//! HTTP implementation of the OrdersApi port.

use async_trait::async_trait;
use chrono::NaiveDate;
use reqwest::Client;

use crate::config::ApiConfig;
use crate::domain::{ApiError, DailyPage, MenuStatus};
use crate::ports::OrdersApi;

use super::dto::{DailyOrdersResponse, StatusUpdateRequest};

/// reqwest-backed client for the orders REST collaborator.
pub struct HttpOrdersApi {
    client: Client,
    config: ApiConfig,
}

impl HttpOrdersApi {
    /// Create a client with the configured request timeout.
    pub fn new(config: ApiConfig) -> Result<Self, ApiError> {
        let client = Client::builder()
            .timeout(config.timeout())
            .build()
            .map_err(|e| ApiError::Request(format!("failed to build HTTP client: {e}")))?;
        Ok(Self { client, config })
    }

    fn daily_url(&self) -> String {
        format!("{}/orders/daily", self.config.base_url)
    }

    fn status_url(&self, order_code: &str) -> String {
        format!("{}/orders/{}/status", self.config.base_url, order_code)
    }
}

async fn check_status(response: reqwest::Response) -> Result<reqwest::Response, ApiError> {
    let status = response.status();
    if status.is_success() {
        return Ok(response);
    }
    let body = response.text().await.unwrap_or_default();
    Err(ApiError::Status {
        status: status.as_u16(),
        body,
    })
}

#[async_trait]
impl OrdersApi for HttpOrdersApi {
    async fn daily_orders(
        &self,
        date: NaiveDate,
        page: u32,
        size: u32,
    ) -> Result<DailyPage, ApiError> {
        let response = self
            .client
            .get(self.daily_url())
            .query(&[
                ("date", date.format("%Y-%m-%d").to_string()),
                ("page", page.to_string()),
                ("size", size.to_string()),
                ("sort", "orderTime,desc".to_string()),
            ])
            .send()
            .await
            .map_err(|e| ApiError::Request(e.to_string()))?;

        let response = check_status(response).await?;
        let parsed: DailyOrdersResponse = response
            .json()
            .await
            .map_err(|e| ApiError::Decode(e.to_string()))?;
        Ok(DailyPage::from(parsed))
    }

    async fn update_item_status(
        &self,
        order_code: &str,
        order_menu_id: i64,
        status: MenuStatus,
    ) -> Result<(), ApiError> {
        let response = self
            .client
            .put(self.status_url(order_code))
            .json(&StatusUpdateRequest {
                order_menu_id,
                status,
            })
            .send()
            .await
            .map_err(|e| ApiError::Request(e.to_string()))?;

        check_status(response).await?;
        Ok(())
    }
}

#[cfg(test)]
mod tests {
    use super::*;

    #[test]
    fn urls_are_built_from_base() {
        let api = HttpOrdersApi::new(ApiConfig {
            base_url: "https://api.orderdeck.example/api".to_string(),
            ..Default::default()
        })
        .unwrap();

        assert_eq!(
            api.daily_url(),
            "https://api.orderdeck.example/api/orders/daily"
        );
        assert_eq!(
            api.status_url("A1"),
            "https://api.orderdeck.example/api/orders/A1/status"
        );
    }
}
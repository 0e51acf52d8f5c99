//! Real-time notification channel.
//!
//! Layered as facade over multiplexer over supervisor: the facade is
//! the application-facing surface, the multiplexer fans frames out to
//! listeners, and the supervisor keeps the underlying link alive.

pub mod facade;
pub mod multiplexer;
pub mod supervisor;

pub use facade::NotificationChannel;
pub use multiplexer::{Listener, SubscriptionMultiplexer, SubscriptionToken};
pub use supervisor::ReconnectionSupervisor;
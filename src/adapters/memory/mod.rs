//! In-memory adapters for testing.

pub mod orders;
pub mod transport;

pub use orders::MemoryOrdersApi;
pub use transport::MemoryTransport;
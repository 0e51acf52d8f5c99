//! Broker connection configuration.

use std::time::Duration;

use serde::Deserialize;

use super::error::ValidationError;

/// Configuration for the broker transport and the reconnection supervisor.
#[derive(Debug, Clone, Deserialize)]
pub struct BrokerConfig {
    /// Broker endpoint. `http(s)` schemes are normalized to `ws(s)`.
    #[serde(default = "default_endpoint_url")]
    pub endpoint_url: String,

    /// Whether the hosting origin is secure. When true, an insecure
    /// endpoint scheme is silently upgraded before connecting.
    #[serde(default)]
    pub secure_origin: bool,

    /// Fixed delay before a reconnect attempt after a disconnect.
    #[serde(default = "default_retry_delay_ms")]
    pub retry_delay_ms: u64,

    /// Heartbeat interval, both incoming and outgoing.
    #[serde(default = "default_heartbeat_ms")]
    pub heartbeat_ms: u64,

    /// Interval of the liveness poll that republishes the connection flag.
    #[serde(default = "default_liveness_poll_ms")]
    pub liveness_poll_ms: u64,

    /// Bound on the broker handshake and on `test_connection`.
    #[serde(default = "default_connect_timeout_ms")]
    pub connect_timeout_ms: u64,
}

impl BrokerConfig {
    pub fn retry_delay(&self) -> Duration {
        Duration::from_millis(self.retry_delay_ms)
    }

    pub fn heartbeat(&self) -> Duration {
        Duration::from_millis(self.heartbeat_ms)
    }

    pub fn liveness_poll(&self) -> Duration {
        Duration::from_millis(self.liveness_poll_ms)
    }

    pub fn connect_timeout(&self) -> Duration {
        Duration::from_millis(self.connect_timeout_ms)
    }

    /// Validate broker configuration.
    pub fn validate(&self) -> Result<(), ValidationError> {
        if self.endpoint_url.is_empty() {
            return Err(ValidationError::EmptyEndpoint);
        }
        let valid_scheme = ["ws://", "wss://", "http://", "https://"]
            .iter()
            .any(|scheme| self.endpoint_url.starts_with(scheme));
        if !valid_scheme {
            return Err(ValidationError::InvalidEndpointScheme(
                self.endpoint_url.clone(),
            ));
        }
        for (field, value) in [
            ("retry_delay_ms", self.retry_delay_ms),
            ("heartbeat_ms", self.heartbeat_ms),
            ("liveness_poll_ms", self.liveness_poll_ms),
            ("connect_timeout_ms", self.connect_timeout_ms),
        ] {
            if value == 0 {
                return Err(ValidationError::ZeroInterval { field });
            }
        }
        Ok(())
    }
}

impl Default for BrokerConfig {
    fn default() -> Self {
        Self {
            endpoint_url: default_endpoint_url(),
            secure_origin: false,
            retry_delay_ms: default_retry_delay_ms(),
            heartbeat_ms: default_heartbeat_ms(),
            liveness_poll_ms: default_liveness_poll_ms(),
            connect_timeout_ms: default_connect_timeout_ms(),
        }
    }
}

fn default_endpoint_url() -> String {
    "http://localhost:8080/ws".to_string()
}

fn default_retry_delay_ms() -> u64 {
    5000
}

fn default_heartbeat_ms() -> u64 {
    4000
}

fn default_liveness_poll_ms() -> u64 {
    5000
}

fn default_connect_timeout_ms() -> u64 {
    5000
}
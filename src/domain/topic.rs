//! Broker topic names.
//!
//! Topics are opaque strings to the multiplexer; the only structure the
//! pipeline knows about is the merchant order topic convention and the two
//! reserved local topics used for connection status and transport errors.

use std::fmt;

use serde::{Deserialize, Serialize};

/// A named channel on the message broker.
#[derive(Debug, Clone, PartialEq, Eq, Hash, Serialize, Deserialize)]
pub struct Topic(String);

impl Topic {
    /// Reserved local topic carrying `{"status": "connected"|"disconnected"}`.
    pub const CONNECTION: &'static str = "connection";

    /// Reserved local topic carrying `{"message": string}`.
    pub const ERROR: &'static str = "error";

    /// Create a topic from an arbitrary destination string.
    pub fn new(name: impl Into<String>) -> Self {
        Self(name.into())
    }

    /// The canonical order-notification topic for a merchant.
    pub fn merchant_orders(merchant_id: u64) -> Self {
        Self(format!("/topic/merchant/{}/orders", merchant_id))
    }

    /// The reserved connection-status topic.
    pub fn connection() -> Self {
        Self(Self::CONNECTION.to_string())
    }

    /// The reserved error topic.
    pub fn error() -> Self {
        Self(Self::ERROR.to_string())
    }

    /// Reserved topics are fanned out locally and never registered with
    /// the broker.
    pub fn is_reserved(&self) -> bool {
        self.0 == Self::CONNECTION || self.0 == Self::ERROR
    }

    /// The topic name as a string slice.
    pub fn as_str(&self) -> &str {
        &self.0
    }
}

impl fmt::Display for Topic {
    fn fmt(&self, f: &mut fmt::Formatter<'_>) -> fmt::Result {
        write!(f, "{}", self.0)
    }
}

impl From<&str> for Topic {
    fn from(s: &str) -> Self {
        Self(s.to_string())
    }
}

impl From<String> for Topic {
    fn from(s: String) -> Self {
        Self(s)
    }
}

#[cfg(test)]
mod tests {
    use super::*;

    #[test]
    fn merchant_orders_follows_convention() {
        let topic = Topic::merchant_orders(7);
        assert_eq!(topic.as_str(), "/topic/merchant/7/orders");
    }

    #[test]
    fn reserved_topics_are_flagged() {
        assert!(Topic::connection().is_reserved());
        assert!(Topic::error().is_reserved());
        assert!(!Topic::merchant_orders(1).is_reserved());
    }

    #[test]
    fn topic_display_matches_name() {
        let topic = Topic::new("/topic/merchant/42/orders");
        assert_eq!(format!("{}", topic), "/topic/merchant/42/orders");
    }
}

---

Take the entries above and copy them exactly from the first line through the line with "configured request timeout."; leave out every line after it.

//! HTTP implementation of the OrdersApi port.

use async_trait::async_trait;
use chrono::NaiveDate;
use reqwest::Client;

use crate::config::ApiConfig;
use crate::domain::{ApiError, DailyPage, MenuStatus};
use crate::ports::OrdersApi;

use super::dto::{DailyOrdersResponse, StatusUpdateRequest};

/// reqwest-backed client for the orders REST collaborator.
pub struct HttpOrdersApi {
    client: Client,
    config: ApiConfig,
}

impl HttpOrdersApi {
    /// Create a client with the configured request timeout.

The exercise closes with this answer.